O fato é que o Doutor Ulysses Guimarães teve a sua existência interrompida quase duas semanas após o impeachment de Collor, ocorrido em 29 de setembro de 1992. Tanto o Senhor Democracia como o sempre chamado Senador Severo são referência ética e política para a oposição democrática do país, embora tanto Ulysses e Severo, na erupção política que culminou com a deposição do grande Presidente João Marques Belchior Goulart, o Jango, não estivessem naquele momento em seu apoio. Até Juscelino, também do PSD, estava em rota de colisão com seu ex-vice-presidente, por conta da tensão política na época.
"NAVEGAR É PRECISO"
"Navegar é preciso, viver não é preciso." Com esse verso de um dos mais belos poemas de Fernando Pessoa, o Deputado Ulysses Guimarães, do MDB, contra o candidato do regime, general Ernesto Geisel, em 1973, percorreu todo o Brasil, inclusive Mato Grosso (antes da divisão), com sua 'anticandidatura'. Não era por acaso a escolha do verso do poeta português tido por subversivo: a tortura e os 'casuísmos' do regime do AI-5 não davam garantias de vida. Mas, pelo fato de Ulysses ser homônimo do protagonista da Odisseia de Homero, que desafiara poderosos em seu périplo por mais de dez anos, enquanto a sua Penélope o aguardava por sua volta no palácio.

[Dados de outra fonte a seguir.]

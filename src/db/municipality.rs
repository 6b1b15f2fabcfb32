use std::error::Error as StdError;

use derive_more::Display;
use serde::{Deserialize, Serialize};
use tokio_postgres::types::{
    accepts, private::BytesMut, to_sql_checked, FromSql, IsNull, ToSql, Type,
};

use super::{Client, Error};

#[derive(Clone, Debug)]
pub struct Municipality {
    pub id: Id,
    pub name: String,
}

#[derive(
    Clone, Copy, Debug, Default, Deserialize, Display, Eq, Hash, PartialEq,
    Serialize,
)]
pub struct Id(i16);

impl From<i16> for Id {
    fn from(value: i16) -> Self {
        Self(value)
    }
}

impl FromSql<'_> for Id {
    accepts!(INT2);

    fn from_sql(
        ty: &Type,
        raw: &[u8],
    ) -> Result<Self, Box<dyn StdError + Sync + Send>> {
        i16::from_sql(ty, raw).map(Self)
    }
}

impl ToSql for Id {
    accepts!(INT2);

    to_sql_checked!();

    fn to_sql(
        &self,
        ty: &Type,
        out: &mut BytesMut,
    ) -> Result<IsNull, Box<dyn StdError + Sync + Send>> {
        self.0.to_sql(ty, out)
    }
}

impl Client {
    pub async fn get_municipalities(
        &self,
    ) -> Result<Vec<Municipality>, Error> {
        const SQL: &str =
            "SELECT id, name FROM municipalities ORDER BY name";
        Ok(self
            .0
            .get()
            .await?
            .query(SQL, &[])
            .await?
            .into_iter()
            .map(|row| Municipality {
                id: row.get("id"),
                name: row.get("name"),
            })
            .collect())
    }

    pub async fn get_municipality_by_id(
        &self,
        id: Id,
    ) -> Result<Option<Municipality>, Error> {
        const SQL: &str =
            "SELECT id, name FROM municipalities WHERE id = $1";
        Ok(self.0.get().await?.query_opt(SQL, &[&id]).await?.map(|row| {
            Municipality {
                id: row.get("id"),
                name: row.get("name"),
            }
        }))
    }

    pub async fn create_municipality(
        &self,
        name: &str,
    ) -> Result<Municipality, Error> {
        const SQL: &str = "\
            INSERT INTO municipalities (name) \
            VALUES ($1) \
            RETURNING id, name";
        let row = self.0.get().await?.query_one(SQL, &[&name]).await?;
        Ok(Municipality {
            id: row.get("id"),
            name: row.get("name"),
        })
    }

    pub async fn update_municipality(
        &self,
        id: Id,
        name: &str,
    ) -> Result<bool, Error> {
        const SQL: &str =
            "UPDATE municipalities SET name = $2 WHERE id = $1";
        Ok(self.0.get().await?.execute(SQL, &[&id, &name]).await? == 1)
    }

    pub async fn delete_municipality(&self, id: Id) -> Result<bool, Error> {
        const SQL: &str = "DELETE FROM municipalities WHERE id = $1";
        Ok(self.0.get().await?.execute(SQL, &[&id]).await? == 1)
    }
}
pub mod catalog;
pub mod turno;

pub use self::{
    catalog::{Hours, Level, Municipality, Office, Subject},
    turno::Turno,
};
use chrono::{DateTime, Duration, Utc};
use serde::{Deserialize, Serialize};
use tracing::{debug, info, warn};

use crate::error::CacheError;
use crate::models::{FacilityId, OccupancyReading};
use crate::utils::format_age;

use super::BlobStore;

/// Suffix shared by every cache key; used to recognise entries during cleanup.
const CACHE_KEY_SUFFIX: &str = "_latest_cache";

/// Timestamped snapshot of a facility's last live reading.
#[derive(Debug, Clone, PartialEq, Eq, Serialize, Deserialize)]
pub struct CacheEntry {
    pub timestamp: DateTime<Utc>,
    #[serde(rename = "data")]
    pub reading: OccupancyReading,
}

impl CacheEntry {
    pub fn new(reading: OccupancyReading) -> Self {
        Self {
            timestamp: Utc::now(),
            reading,
        }
    }

    pub fn age_at(&self, now: DateTime<Utc>) -> Duration {
        now - self.timestamp
    }

    pub fn age_minutes(&self) -> i64 {
        self.age_at(Utc::now()).num_minutes()
    }

    pub fn age_display(&self) -> String {
        format_age(self.age_minutes())
    }

    /// Older than `max_age`; an entry exactly at the boundary is still valid.
    pub fn is_expired_at(&self, max_age: Duration, now: DateTime<Utc>) -> bool {
        self.age_at(now) > max_age
    }
}

/// Deterministic blob key for a facility's cache entry.
pub fn cache_key(facility: FacilityId) -> String {
    format!("facility{}{}", facility, CACHE_KEY_SUFFIX)
}

/// Reads and writes one cache entry per facility through a [`BlobStore`].
pub struct CacheStore<B> {
    blobs: B,
    max_age: Duration,
}

impl<B: BlobStore> CacheStore<B> {
    pub fn new(blobs: B, max_age: Duration) -> Self {
        Self { blobs, max_age }
    }

    pub fn blobs(&self) -> &B {
        &self.blobs
    }

    pub fn max_age(&self) -> Duration {
        self.max_age
    }

    /// Persist `reading` stamped with the current time, replacing any previous entry.
    pub fn write(&self, facility: FacilityId, reading: &OccupancyReading) -> Result<(), CacheError> {
        self.write_entry(facility, &CacheEntry::new(reading.clone()))
    }

    pub fn write_entry(&self, facility: FacilityId, entry: &CacheEntry) -> Result<(), CacheError> {
        let contents = serde_json::to_vec_pretty(entry)?;
        self.blobs.write(&cache_key(facility), &contents)?;
        debug!(facility = %facility, percentage = entry.reading.percentage, "Cache entry written");
        Ok(())
    }

    /// Latest entry for `facility`, or `None` when missing, unreadable or
    /// older than the configured max age.
    pub fn read_latest(&self, facility: FacilityId) -> Option<CacheEntry> {
        self.read_latest_at(facility, Utc::now())
    }

    pub fn read_latest_at(&self, facility: FacilityId, now: DateTime<Utc>) -> Option<CacheEntry> {
        let entry = match self.load(&cache_key(facility)) {
            Ok(Some(entry)) => entry,
            Ok(None) => return None,
            Err(e) => {
                warn!(facility = %facility, error = %e, "Failed to load cache entry");
                return None;
            }
        };

        if entry.is_expired_at(self.max_age, now) {
            info!(
                facility = %facility,
                age_minutes = entry.age_at(now).num_minutes(),
                "Cache entry is stale"
            );
            return None;
        }

        Some(entry)
    }

    fn load(&self, key: &str) -> Result<Option<CacheEntry>, CacheError> {
        let Some(bytes) = self.blobs.read(key)? else {
            return Ok(None);
        };
        let entry = serde_json::from_slice(&bytes).map_err(|source| CacheError::Corrupt {
            key: key.to_string(),
            source,
        })?;
        Ok(Some(entry))
    }

    /// Delete entries older than `max_age`, plus entries that cannot be decoded.
    /// Returns the number of entries removed.
    pub fn cleanup(&self, max_age: Duration) -> Result<usize, CacheError> {
        self.cleanup_at(max_age, Utc::now())
    }

    pub fn cleanup_at(&self, max_age: Duration, now: DateTime<Utc>) -> Result<usize, CacheError> {
        let mut removed = 0;

        for key in self.blobs.keys()? {
            if !key.ends_with(CACHE_KEY_SUFFIX) {
                continue;
            }

            let expired = match self.load(&key) {
                Ok(Some(entry)) => entry.is_expired_at(max_age, now),
                Ok(None) => false,
                Err(CacheError::Corrupt { .. }) => true,
                Err(e) => {
                    warn!(cache = %key, error = %e, "Skipping unreadable cache entry during cleanup");
                    false
                }
            };
            if !expired {
                continue;
            }

            match self.blobs.delete(&key) {
                Ok(()) => {
                    debug!(cache = %key, "Removed expired cache entry");
                    removed += 1;
                }
                Err(e) => warn!(cache = %key, error = %e, "Failed to remove cache entry"),
            }
        }

        if removed > 0 {
            info!(removed, "Cache cleanup complete");
        }
        Ok(removed)
    }
}
use thiserror::Error;

use crate::models::FacilityId;

/// Failure to extract a reading from the listing document.
#[derive(Error, Debug, Clone, PartialEq, Eq)]
pub enum ParseError {
    #[error("Invalid document format: no table found")]
    MalformedDocument,

    /// `available` is sorted ascending and holds every facility found in the document.
    #[error("Facility {requested} not found!\nAvailable facilities: {}", join_ids(.available))]
    FacilityNotFound {
        requested: FacilityId,
        available: Vec<FacilityId>,
    },

    #[error("Invalid occupancy value for {name}: {value}")]
    InvalidOccupancyValue { name: String, value: String },
}

fn join_ids(ids: &[FacilityId]) -> String {
    ids.iter()
        .map(|id| id.to_string())
        .collect::<Vec<_>>()
        .join(", ")
}

/// Cache I/O failure. Always logged and swallowed by the refresh cycle.
#[derive(Error, Debug)]
pub enum CacheError {
    #[error("Cache I/O failed for {key}: {source}")]
    IoFailure {
        key: String,
        #[source]
        source: std::io::Error,
    },

    #[error("Corrupt cache entry {key}: {source}")]
    Corrupt {
        key: String,
        #[source]
        source: serde_json::Error,
    },

    #[error("Failed to encode cache entry: {0}")]
    Encode(#[from] serde_json::Error),
}

/// Terminal outcomes of a refresh cycle.
#[derive(Error, Debug, Clone, PartialEq, Eq)]
pub enum RefreshError {
    /// Neither live data nor a usable cache entry exists for a facility.
    #[error("No data available for facility {facility}: {reason}")]
    NoDataAvailable { facility: FacilityId, reason: String },

    /// Every requested facility ended in `NoDataAvailable`; carries the first one.
    #[error("{first}")]
    CycleFailed { first: Box<RefreshError> },
}

impl RefreshError {
    pub fn facility(&self) -> FacilityId {
        match self {
            RefreshError::NoDataAvailable { facility, .. } => *facility,
            RefreshError::CycleFailed { first } => first.facility(),
        }
    }
}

O mote usado pelo 'anticandidato' à sucessão do general Emílio Garrastazu Médici, o mais temido de todos os generais-presidentes do ciclo, contou com importante apoio de democratas e alguns ex-golpistas, como Carlos Frederico Werneck de Lacerda (brilhante jornalista, grande orador e um dos maiores líderes do golpe, ao lado do mineiro José de Magalhães Pinto, ainda leal ao regime, adversário político de Tancredo de Almeida Neves, defensor de Jango). A eleição era 'indireta' [na verdade não havia eleição, tudo era uma ficção], decidida no 'Colégio Eleitoral', meticulosamente armado para a maioria tomada pelo partido de sustentação da ditadura (ARENA). Contudo, a campanha não se limitou ao meio parlamentar: teve como objetivo a mobilização de setores da sociedade para fazer oposição ao regime e pelas liberdades democráticas.
Por curiosa ironia, o belíssimo verso que consagrou a campanha eleitoral do 'anticandidato' em 1973 foi o que homenageou postumamente a sua memória. O corpo de Ulysses não foi encontrado, e o Presidente Itamar Galtiero Franco, ainda na condição de interino, havia manifestado o desejo de só depois do resgate dos restos mortais assinar o decreto de reconhecimento da morte do ex-presidente da Câmara Federal e da Assembleia Constituinte.
Em 21 de outubro de 1992, na versão cantada dos versos de Fernando Pessoa no memorável show Rosa dos Ventos de Maria Bethânia nos anos de chumbo, o Brasil se despediu do Estadista que, tal qual Tancredo Neves e Leonel Brizola, mereceu e tentou, mas não pôde ser Presidente da República. No entanto, seu legado para o alicerce do Estado Democrático de Direito pulsa cotidianamente por meio da Constituição Cidadã.